The researchers in the Immunopathogenesis Section (IPS) in LPD/NIAID investigate the immunological and molecular mechanisms of fibrosis, a major cause of morbidity and mortality in many chronic diseases, including asthma, liver cirrhosis, cardiovascular disease, idiopathic pulmonary fibrosis, Crohn’s disease, and ulcerative colitis. The ultimate goal of our research program is to identify novel therapies for fibrotic diseases, for which few viable therapeutic strategies currently exist. The IPS research program relies heavily on transgenic and knockout mouse models to dissect the mechanisms of fibrosis and focuses on three major organs systems, including the liver, lung, and gastrointestinal tract. We also utilize a variety of biopsy tissues obtained from patients suffering from various forms of progressive fibrotic disease.
Fibrotic tissue remodeling is the final common pathological outcome of many chronic inflammatory and infectious diseases. Although the synthesis of extracellular matrix components like collagen is an indispensable and, typically, reversible part of all wound-healing responses, normal tissue repair can evolve into a progressively irreversible fibrotic response if the tissue injury is severe or repetitive or if the wound-healing response itself becomes dysregulated. Indeed, tissue repair and regeneration are critical biological processes that are fundamental to the survival of all living organisms. When tissues are injured during infection or after toxic or mechanical injury, an inflammatory response is induced in response to damage-associated molecular patterns and pathogen-associated molecular patterns released by dead and dying cells and invading organisms, respectively. These molecular triggers induce a complex inflammatory response that is characterized by the recruitment, proliferation, and activation of a variety of hematopoietic and non-hematopoietic cells, including neutrophils, macrophages, innate lymphoid cells, natural killer cells, B cells, T cells, fibroblasts, epithelial cells, endothelial cells, stem cells, and specialized tissue progenitor cells, which together make up the cellular response that orchestrates tissue repair. When the wound-healing response is well organized and controlled, the inflammatory response resolves quickly, and normal tissue architecture is restored. However, if the wound-healing response is chronic or becomes dysregulated, it can lead to the development of pathological fibrosis or scarring, impairing normal tissue function and ultimately leading to organ failure and death. Therefore, wound-healing responses must be tightly regulated. Although fibrogenesis is increasingly recognized as a major cause of morbidity and mortality, there are few—if any—treatment strategies that specifically target the mechanisms of fibrosis, despite the fact that nearly 45 percent of all deaths in the developed world are attributable to fibroproliferative disorders.

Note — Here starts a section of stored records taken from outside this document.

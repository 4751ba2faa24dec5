use crate::error::MlError;
use crate::graph::{EOp, Node};
use crate::recorder::Recorder;
use crate::tensor::Tensor;
use std::collections::HashMap;

/// A tape that records operations for automatic differentiation.
#[derive(Default)]
pub struct Tape {
    nodes: Vec<Node>,
}

impl Recorder for Tape {
    fn record(&mut self, node: Node) {
        self.nodes.push(node);
    }

    fn nodes(&self) -> &[Node] {
        &self.nodes
    }
}

fn fetch(tensors: &HashMap<usize, Tensor>, id: usize) -> Result<&Tensor, MlError> {
    tensors.get(&id).ok_or(MlError::MissingTensor(id))
}

fn accumulate(grads: &mut HashMap<usize, Vec<f32>>, id: usize, contribution: Vec<f32>) {
    match grads.get_mut(&id) {
        Some(existing) => {
            for (g, c) in existing.iter_mut().zip(contribution) {
                *g += c;
            }
        }
        None => {
            grads.insert(id, contribution);
        }
    }
}

/// Gradient contributions of one node to its operands, `(a, b)`.
fn local_grads(
    node: &Node,
    tensors: &HashMap<usize, Tensor>,
    out_grad: &[f32],
) -> Result<(Vec<f32>, Option<Vec<f32>>), MlError> {
    let a = fetch(tensors, node.a)?;
    let b = node.b.map(|id| fetch(tensors, id)).transpose()?;
    let operand_b = || b.ok_or(MlError::ShapeMismatch("binary op recorded without operand"));

    let grads = match node.op {
        EOp::Add => (out_grad.to_vec(), Some(out_grad.to_vec())),
        EOp::Sub => (
            out_grad.to_vec(),
            Some(out_grad.iter().map(|g| -g).collect()),
        ),
        EOp::Mul => {
            let b = operand_b()?;
            let ga = b.data.iter().zip(out_grad).map(|(d, g)| d * g).collect();
            let gb = a.data.iter().zip(out_grad).map(|(d, g)| d * g).collect();
            (ga, Some(gb))
        }
        EOp::MulScalar(s) => (out_grad.iter().map(|g| s * g).collect(), None),
        EOp::Pow(e) => (
            a.data
                .iter()
                .zip(out_grad)
                .map(|(d, g)| e * d.powf(e - 1.0) * g)
                .collect(),
            None,
        ),
        EOp::MatMul => {
            let x = operand_b()?;
            let out_dim = a.shape[0];
            let in_dim = a.shape[1];
            let batch = x.len() / in_dim;
            let mut w_grad = vec![0.0; a.len()];
            let mut x_grad = vec![0.0; x.len()];
            for k in 0..batch {
                for i in 0..out_dim {
                    let g = out_grad[k * out_dim + i];
                    if g == 0.0 {
                        continue;
                    }
                    for j in 0..in_dim {
                        w_grad[i * in_dim + j] += g * x.data[k * in_dim + j];
                        x_grad[k * in_dim + j] += g * a.data[i * in_dim + j];
                    }
                }
            }
            (w_grad, Some(x_grad))
        }
        EOp::AddBroadcast => {
            let b = operand_b()?;
            let dim = b.len();
            let mut b_grad = vec![0.0; dim];
            for row in out_grad.chunks(dim) {
                for (bg, g) in b_grad.iter_mut().zip(row) {
                    *bg += g;
                }
            }
            (out_grad.to_vec(), Some(b_grad))
        }
        EOp::Relu => (
            a.data
                .iter()
                .zip(out_grad)
                .map(|(&d, &g)| if d > 0.0 { g } else { 0.0 })
                .collect(),
            None,
        ),
        EOp::Softmax => {
            let out = fetch(tensors, node.out)?;
            let cols = out.cols().max(1);
            let mut ga = Vec::with_capacity(out.len());
            for (s, g) in out.data.chunks(cols).zip(out_grad.chunks(cols)) {
                let dot: f32 = s.iter().zip(g).map(|(s, g)| s * g).sum();
                ga.extend(s.iter().zip(g).map(|(s, g)| s * (g - dot)));
            }
            (ga, None)
        }
        EOp::Log => (
            a.data.iter().zip(out_grad).map(|(d, g)| g / d).collect(),
            None,
        ),
        EOp::Clamp(min, max) => (
            a.data
                .iter()
                .zip(out_grad)
                .map(|(d, &g)| if (min..=max).contains(d) { g } else { 0.0 })
                .collect(),
            None,
        ),
        EOp::ReduceSum => (vec![out_grad[0]; a.len()], None),
        EOp::ReduceMean => {
            let n = a.len().max(1) as f32;
            (vec![out_grad[0] / n; a.len()], None)
        }
        EOp::RowSum => {
            let cols = a.cols().max(1);
            let ga = out_grad
                .iter()
                .flat_map(|&g| std::iter::repeat(g).take(cols))
                .collect();
            (ga, None)
        }
        EOp::Reshape => (out_grad.to_vec(), None),
    };
    Ok(grads)
}

impl Tape {
    /// Creates a new, empty tape.
    #[must_use]
    pub fn new() -> Self {
        Self { nodes: Vec::new() }
    }

    /// Computes the gradients of the tensors on the tape with respect to a loss tensor.
    ///
    /// The gradients are computed by traversing the recorded operations in reverse order.
    /// Only tensors flagged with `requires_grad` receive their gradient in the store.
    ///
    /// # Errors
    ///
    /// Returns [`MlError::MissingTensor`] if a recorded operand is absent from `tensors`.
    pub fn backward(&self, loss: &Tensor, tensors: &mut HashMap<usize, Tensor>) -> Result<(), MlError> {
        let mut grads: HashMap<usize, Vec<f32>> = HashMap::new();
        grads.insert(loss.id, vec![1.0; loss.len()]);

        for node in self.nodes.iter().rev() {
            // Nodes that do not feed the loss have no incoming gradient.
            let Some(out_grad) = grads.get(&node.out).cloned() else {
                continue;
            };
            let (ga, gb) = local_grads(node, tensors, &out_grad)?;
            accumulate(&mut grads, node.a, ga);
            if let (Some(b), Some(gb)) = (node.b, gb) {
                accumulate(&mut grads, b, gb);
            }
        }

        for (id, grad) in grads {
            if let Some(tensor) = tensors.get_mut(&id) {
                if tensor.requires_grad {
                    tensor.grad = Some(grad);
                }
            }
        }

        Ok(())
    }
}

/// Copies the gradients computed into the tensor store back onto the
/// parameters they belong to.
pub fn transfer_grads(params: &mut [&mut Tensor], tensors: &HashMap<usize, Tensor>) {
    for p in params.iter_mut() {
        p.grad = tensors.get(&p.id).and_then(|t| t.grad.clone());
    }
}
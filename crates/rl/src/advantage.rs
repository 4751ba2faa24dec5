//! Discounted returns and advantage normalisation.

/// Backward accumulation `G[t] = r[t] + gamma * G[t + 1]`, seeded with zero
/// past the last step. Episodes handed to this function have terminated, so
/// nothing is bootstrapped from the critic.
#[must_use]
pub fn discounted_returns(rewards: &[f32], gamma: f32) -> Vec<f32> {
    let mut returns = vec![0.0; rewards.len()];
    let mut g = 0.0;
    for (t, &r) in rewards.iter().enumerate().rev() {
        g = r + gamma * g;
        returns[t] = g;
    }
    returns
}

/// Elementwise `returns - values`.
#[must_use]
pub fn advantages(returns: &[f32], values: &[f32]) -> Vec<f32> {
    debug_assert_eq!(returns.len(), values.len());
    returns.iter().zip(values).map(|(g, v)| g - v).collect()
}

/// Rescales to zero mean and unit (population) standard deviation.
///
/// `epsilon` is added to the deviation, so a constant input, including a
/// single element, maps to all zeros.
#[must_use]
pub fn normalize(values: &[f32], epsilon: f32) -> Vec<f32> {
    if values.is_empty() {
        return Vec::new();
    }
    let n = values.len() as f32;
    let mean = values.iter().sum::<f32>() / n;
    let var = values.iter().map(|v| (v - mean).powi(2)).sum::<f32>() / n;
    let std = var.sqrt();
    values.iter().map(|v| (v - mean) / (std + epsilon)).collect()
}
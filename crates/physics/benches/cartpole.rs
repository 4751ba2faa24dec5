use criterion::{black_box, criterion_group, criterion_main, Criterion};
use physics::{CartPole, CartPoleConfig};

fn bench_cartpole_episode(c: &mut Criterion) {
    c.bench_function("cartpole_200_steps", |b| {
        let mut cartpole = CartPole::new(CartPoleConfig::default()).unwrap();
        let mut rng = fastrand::Rng::with_seed(0);
        b.iter(|| {
            cartpole.reset(&mut rng);
            for i in 0..200 {
                let action = if i % 2 == 0 { 1.0 } else { -1.0 };
                black_box(cartpole.step(action).unwrap());
            }
        });
    });
}

criterion_group!(benches, bench_cartpole_episode);
criterion_main!(benches);
use criterion::{criterion_group, criterion_main, Criterion};
use rl::{one_hot, A2cAgent, A2cConfig, CartPoleEnv, CartPoleEnvConfig, Env, Trajectory};
use std::hint::black_box;
use sysinfo::System;

/// Collects one cart-pole episode with the agent's own policy.
fn rollout(agent: &mut A2cAgent, env: &mut CartPoleEnv) -> Trajectory {
    let mut trajectory = Trajectory::new();
    let mut state = env.reset();
    loop {
        let action = agent.choose_an_action(&state).expect("valid state");
        let step = env.step(action).expect("valid action");
        trajectory.push(std::mem::replace(&mut state, step.observation), action, step.reward);
        if step.done {
            return trajectory;
        }
    }
}

fn bench_a2c_train_step(c: &mut Criterion) {
    let mut agent = A2cAgent::new(4, 2, A2cConfig::default(), 0).expect("agent");
    let mut env = CartPoleEnv::new(CartPoleEnvConfig::default(), 0).expect("env");
    let trajectory = rollout(&mut agent, &mut env);
    let actions = one_hot(trajectory.actions(), 2).expect("actions");

    c.bench_function("a2c_train_step", |b| {
        b.iter(|| {
            agent
                .train(
                    black_box(trajectory.states()),
                    black_box(&actions),
                    black_box(trajectory.rewards()),
                )
                .expect("train")
        });
    });

    c.bench_function("a2c_choose_an_action", |b| {
        let state = [0.01, -0.02, 0.03, 0.0];
        b.iter(|| agent.choose_an_action(black_box(&state)).expect("action"));
    });

    // Print hardware stats
    let sys = System::new_all();
    let cpu_brand = sys.cpus().first().map_or("unknown", |c| c.brand());
    let cores = System::physical_core_count().unwrap_or(sys.cpus().len());
    let mem_mb = sys.total_memory() / (1024 * 1024);
    println!("Hardware: {cpu_brand} with {cores} cores, {mem_mb} MB RAM");
}

criterion_group!(benches, bench_a2c_train_step);
criterion_main!(benches);
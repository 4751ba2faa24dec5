use anyhow::{Context, Result};
use clap::Parser;
use rl::RunConfig;
use std::path::PathBuf;

/// Train an advantage actor-critic agent on cart-pole.
#[derive(Debug, Parser)]
#[command(name = "a2c", version, about)]
pub struct Args {
    /// JSON file with a full or partial run configuration
    #[arg(short, long)]
    pub config: Option<PathBuf>,

    /// Maximum number of training episodes
    #[arg(short, long)]
    pub episodes: Option<usize>,

    /// Seed for weights, sampling and environment resets
    #[arg(short, long)]
    pub seed: Option<u64>,

    /// Hidden layer widths, e.g. `--hidden 64,64`
    #[arg(long, value_delimiter = ',')]
    pub hidden: Option<Vec<usize>>,

    /// Adam learning rate
    #[arg(long)]
    pub learning_rate: Option<f32>,

    /// Rolling mean that counts as solved; defaults to the environment's
    #[arg(long)]
    pub threshold: Option<f32>,

    /// Greedy episodes to play after training
    #[arg(long)]
    pub eval_episodes: Option<usize>,
}

impl Args {
    /// Loads the configuration file, if any, and applies the flag overrides.
    ///
    /// # Errors
    ///
    /// Fails when the file cannot be read or is not a valid configuration.
    pub fn run_config(&self) -> Result<RunConfig> {
        let mut config = match &self.config {
            Some(path) => {
                let text = std::fs::read_to_string(path)
                    .with_context(|| format!("reading {}", path.display()))?;
                serde_json::from_str(&text)
                    .with_context(|| format!("parsing {}", path.display()))?
            }
            None => RunConfig::default(),
        };

        if let Some(episodes) = self.episodes {
            config.driver.max_episodes = episodes;
        }
        if let Some(seed) = self.seed {
            config.seed = seed;
        }
        if let Some(hidden) = &self.hidden {
            config.agent.hidden_layers.clone_from(hidden);
        }
        if let Some(lr) = self.learning_rate {
            config.agent.learning_rate = lr;
        }
        if let Some(threshold) = self.threshold {
            config.driver.solved_threshold = Some(threshold);
        }
        if let Some(n) = self.eval_episodes {
            config.eval_episodes = n;
        }
        Ok(config)
    }
}
//! Forward implementations of the differentiable tensor ops.
//!
//! Every op computes its output eagerly, stores the operands and the result
//! in the caller's tensor store and hands a [`Node`] to the recorder. The
//! matching gradients live in [`crate::tape`].

use crate::graph::{EOp, Node};
use crate::recorder::Recorder;
use crate::tensor::Tensor;
use std::collections::HashMap;

fn track(
    op: EOp,
    a: &Tensor,
    b: Option<&Tensor>,
    out: &Tensor,
    recorder: &mut impl Recorder,
    tensors: &mut HashMap<usize, Tensor>,
) {
    if !recorder.is_recording() {
        return;
    }
    tensors.entry(a.id).or_insert_with(|| a.clone());
    if let Some(b) = b {
        tensors.entry(b.id).or_insert_with(|| b.clone());
    }
    tensors.insert(out.id, out.clone());
    recorder.record(Node {
        op,
        a: a.id,
        b: b.map(|t| t.id),
        out: out.id,
    });
}

impl Tensor {
    fn zip_with(&self, other: &Tensor, name: &str, f: impl Fn(f32, f32) -> f32) -> Tensor {
        assert_eq!(self.shape, other.shape, "{name}: shape mismatch");
        let data = self
            .data
            .iter()
            .zip(&other.data)
            .map(|(&a, &b)| f(a, b))
            .collect();
        Tensor::from_vec(self.shape.clone(), data)
    }

    fn map(&self, f: impl Fn(f32) -> f32) -> Tensor {
        Tensor::from_vec(self.shape.clone(), self.data.iter().map(|&v| f(v)).collect())
    }

    pub fn add(
        &self,
        other: &Tensor,
        recorder: &mut impl Recorder,
        tensors: &mut HashMap<usize, Tensor>,
    ) -> Tensor {
        let out = self.zip_with(other, "add", |a, b| a + b);
        track(EOp::Add, self, Some(other), &out, recorder, tensors);
        out
    }

    pub fn sub(
        &self,
        other: &Tensor,
        recorder: &mut impl Recorder,
        tensors: &mut HashMap<usize, Tensor>,
    ) -> Tensor {
        let out = self.zip_with(other, "sub", |a, b| a - b);
        track(EOp::Sub, self, Some(other), &out, recorder, tensors);
        out
    }

    pub fn mul(
        &self,
        other: &Tensor,
        recorder: &mut impl Recorder,
        tensors: &mut HashMap<usize, Tensor>,
    ) -> Tensor {
        let out = self.zip_with(other, "mul", |a, b| a * b);
        track(EOp::Mul, self, Some(other), &out, recorder, tensors);
        out
    }

    pub fn mul_scalar(
        &self,
        scalar: f32,
        recorder: &mut impl Recorder,
        tensors: &mut HashMap<usize, Tensor>,
    ) -> Tensor {
        let out = self.map(|v| v * scalar);
        track(EOp::MulScalar(scalar), self, None, &out, recorder, tensors);
        out
    }

    pub fn pow(
        &self,
        exponent: f32,
        recorder: &mut impl Recorder,
        tensors: &mut HashMap<usize, Tensor>,
    ) -> Tensor {
        let out = self.map(|v| v.powf(exponent));
        track(EOp::Pow(exponent), self, None, &out, recorder, tensors);
        out
    }

    /// `self` is a `[out, in]` weight matrix, `x` is `[batch, in]` (or a
    /// single `[in]` row). Produces `x · selfᵀ`.
    pub fn matmul(
        &self,
        x: &Tensor,
        recorder: &mut impl Recorder,
        tensors: &mut HashMap<usize, Tensor>,
    ) -> Tensor {
        assert_eq!(self.shape.len(), 2, "matmul: weights must be 2-D");
        let out_dim = self.shape[0];
        let in_dim = self.shape[1];
        assert_eq!(x.cols(), in_dim, "matmul: inner dimension mismatch");
        let batch = x.len() / in_dim;

        let mut data = vec![0.0; batch * out_dim];
        for k in 0..batch {
            let row = &x.data[k * in_dim..(k + 1) * in_dim];
            for i in 0..out_dim {
                let w = &self.data[i * in_dim..(i + 1) * in_dim];
                data[k * out_dim + i] = w.iter().zip(row).map(|(a, b)| a * b).sum();
            }
        }
        let shape = if x.shape.len() == 1 {
            vec![out_dim]
        } else {
            vec![batch, out_dim]
        };
        let out = Tensor::from_vec(shape, data);
        track(EOp::MatMul, self, Some(x), &out, recorder, tensors);
        out
    }

    /// Adds the `[dim]` vector `b` to every row of `self`.
    pub fn add_broadcast(
        &self,
        b: &Tensor,
        recorder: &mut impl Recorder,
        tensors: &mut HashMap<usize, Tensor>,
    ) -> Tensor {
        let dim = b.len();
        assert_eq!(self.cols(), dim, "add_broadcast: row width mismatch");
        let data = self
            .data
            .chunks(dim)
            .flat_map(|row| row.iter().zip(&b.data).map(|(x, y)| x + y))
            .collect();
        let out = Tensor::from_vec(self.shape.clone(), data);
        track(EOp::AddBroadcast, self, Some(b), &out, recorder, tensors);
        out
    }

    pub fn relu(&self, recorder: &mut impl Recorder, tensors: &mut HashMap<usize, Tensor>) -> Tensor {
        let out = self.map(|v| v.max(0.0));
        track(EOp::Relu, self, None, &out, recorder, tensors);
        out
    }

    /// Softmax over the innermost dimension, stabilised by the row maximum.
    pub fn softmax(
        &self,
        recorder: &mut impl Recorder,
        tensors: &mut HashMap<usize, Tensor>,
    ) -> Tensor {
        let mut data = Vec::with_capacity(self.len());
        for row in self.rows() {
            let m = row.iter().copied().fold(f32::NEG_INFINITY, f32::max);
            let exp: Vec<f32> = row.iter().map(|&v| (v - m).exp()).collect();
            let sum: f32 = exp.iter().sum();
            data.extend(exp.iter().map(|e| e / sum));
        }
        let out = Tensor::from_vec(self.shape.clone(), data);
        track(EOp::Softmax, self, None, &out, recorder, tensors);
        out
    }

    /// Natural logarithm. Callers clamp the input away from zero first.
    pub fn log(&self, recorder: &mut impl Recorder, tensors: &mut HashMap<usize, Tensor>) -> Tensor {
        let out = self.map(f32::ln);
        track(EOp::Log, self, None, &out, recorder, tensors);
        out
    }

    pub fn clamp(
        &self,
        min: f32,
        max: f32,
        recorder: &mut impl Recorder,
        tensors: &mut HashMap<usize, Tensor>,
    ) -> Tensor {
        let out = self.map(|v| v.clamp(min, max));
        track(EOp::Clamp(min, max), self, None, &out, recorder, tensors);
        out
    }

    pub fn reduce_sum(
        &self,
        recorder: &mut impl Recorder,
        tensors: &mut HashMap<usize, Tensor>,
    ) -> Tensor {
        let out = Tensor::scalar(self.data.iter().sum());
        track(EOp::ReduceSum, self, None, &out, recorder, tensors);
        out
    }

    pub fn reduce_mean(
        &self,
        recorder: &mut impl Recorder,
        tensors: &mut HashMap<usize, Tensor>,
    ) -> Tensor {
        let n = self.len().max(1) as f32;
        let out = Tensor::scalar(self.data.iter().sum::<f32>() / n);
        track(EOp::ReduceMean, self, None, &out, recorder, tensors);
        out
    }

    /// Sums the innermost dimension: `[rows, cols] -> [rows]`.
    pub fn row_sum(
        &self,
        recorder: &mut impl Recorder,
        tensors: &mut HashMap<usize, Tensor>,
    ) -> Tensor {
        let data: Vec<f32> = self.rows().map(|r| r.iter().sum()).collect();
        let out = Tensor::from_vec(vec![data.len()], data);
        track(EOp::RowSum, self, None, &out, recorder, tensors);
        out
    }

    /// Same data under a new shape, e.g. squeezing `[batch, 1]` to `[batch]`.
    pub fn reshape(
        &self,
        shape: Vec<usize>,
        recorder: &mut impl Recorder,
        tensors: &mut HashMap<usize, Tensor>,
    ) -> Tensor {
        let out = Tensor::from_vec(shape, self.data.clone());
        track(EOp::Reshape, self, None, &out, recorder, tensors);
        out
    }
}
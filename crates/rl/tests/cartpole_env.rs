use physics::CartPoleConfig;
use rl::*;

fn loose_limits() -> CartPoleEnvConfig {
    CartPoleEnvConfig {
        physics: CartPoleConfig {
            failure_angle: 1.0e6,
            position_limit: 1.0e6,
            ..CartPoleConfig::default()
        },
        ..CartPoleEnvConfig::default()
    }
}

#[test]
fn stepping_before_reset_is_an_error() -> anyhow::Result<()> {
    let mut env = CartPoleEnv::new(CartPoleEnvConfig::default(), 0)?;
    assert_eq!(env.step(0), Err(EnvError::NeedsReset));
    Ok(())
}

#[test]
fn out_of_range_action_is_an_error() -> anyhow::Result<()> {
    let mut env = CartPoleEnv::new(CartPoleEnvConfig::default(), 0)?;
    env.reset();
    assert_eq!(env.step(2), Err(EnvError::InvalidAction { action: 2, count: 2 }));
    Ok(())
}

#[test]
fn spaces_and_threshold() -> anyhow::Result<()> {
    let env = CartPoleEnv::new(CartPoleEnvConfig::default(), 0)?;
    assert_eq!(env.observation_size(), 4);
    assert_eq!(env.action_count(), 2);
    assert_eq!(env.reward_threshold(), Some(195.0));
    Ok(())
}

#[test]
fn reset_is_seeded_and_small() -> anyhow::Result<()> {
    let mut a = CartPoleEnv::new(CartPoleEnvConfig::default(), 9)?;
    let mut b = CartPoleEnv::new(CartPoleEnvConfig::default(), 9)?;
    for _ in 0..5 {
        let obs = a.reset();
        assert_eq!(obs, b.reset());
        assert_eq!(obs.len(), 4);
        assert!(obs.iter().all(|v| v.abs() <= 0.05));
    }
    Ok(())
}

#[test]
fn constant_push_fails_before_the_time_limit() -> anyhow::Result<()> {
    let mut env = CartPoleEnv::new(CartPoleEnvConfig::default(), 1)?;
    env.reset();
    let mut steps = 0;
    loop {
        let step = env.step(1)?;
        steps += 1;
        assert_eq!(step.reward, 1.0);
        assert_eq!(step.info.elapsed_steps, steps);
        if step.done {
            assert!(!step.info.truncated);
            break;
        }
    }
    assert!(steps < 200, "took {steps} steps");
    assert_eq!(env.step(0), Err(EnvError::NeedsReset));
    Ok(())
}

#[test]
fn time_limit_truncates_at_200_steps() -> anyhow::Result<()> {
    let mut env = CartPoleEnv::new(loose_limits(), 3)?;
    env.reset();
    for t in 1..=200 {
        let step = env.step(t % 2)?;
        assert_eq!(step.done, t == 200, "step {t}");
        assert_eq!(step.info.truncated, t == 200);
    }
    assert_eq!(env.step(0), Err(EnvError::NeedsReset));

    env.reset();
    assert!(!env.step(0)?.done);
    Ok(())
}

#[test]
fn invalid_physics_is_rejected() {
    let config = CartPoleEnvConfig {
        physics: CartPoleConfig { tau: 0.0, ..CartPoleConfig::default() },
        ..CartPoleEnvConfig::default()
    };
    assert!(matches!(CartPoleEnv::new(config, 0), Err(EnvError::Physics(_))));
}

The IPS investigates the mechanisms of tissue regeneration and fibrosis and is particularly interested in understanding the role of stem cells and tissue progenitor cells in wound-repair responses more generally. As we were the first group to demonstrate a central and indispensable role for IL-13 in the development of fibrosis, our research program continues to focus on IL-13 biology, with particular emphasis on the role of the IL-13 signaling and decoy receptors. Identifying the key cellular targets of IL-13 has also been emphasized in our research, as we hypothesize that any intervention that disrupts critical steps in the IL-13 response might emerge as a viable therapeutic strategy for fibrosis.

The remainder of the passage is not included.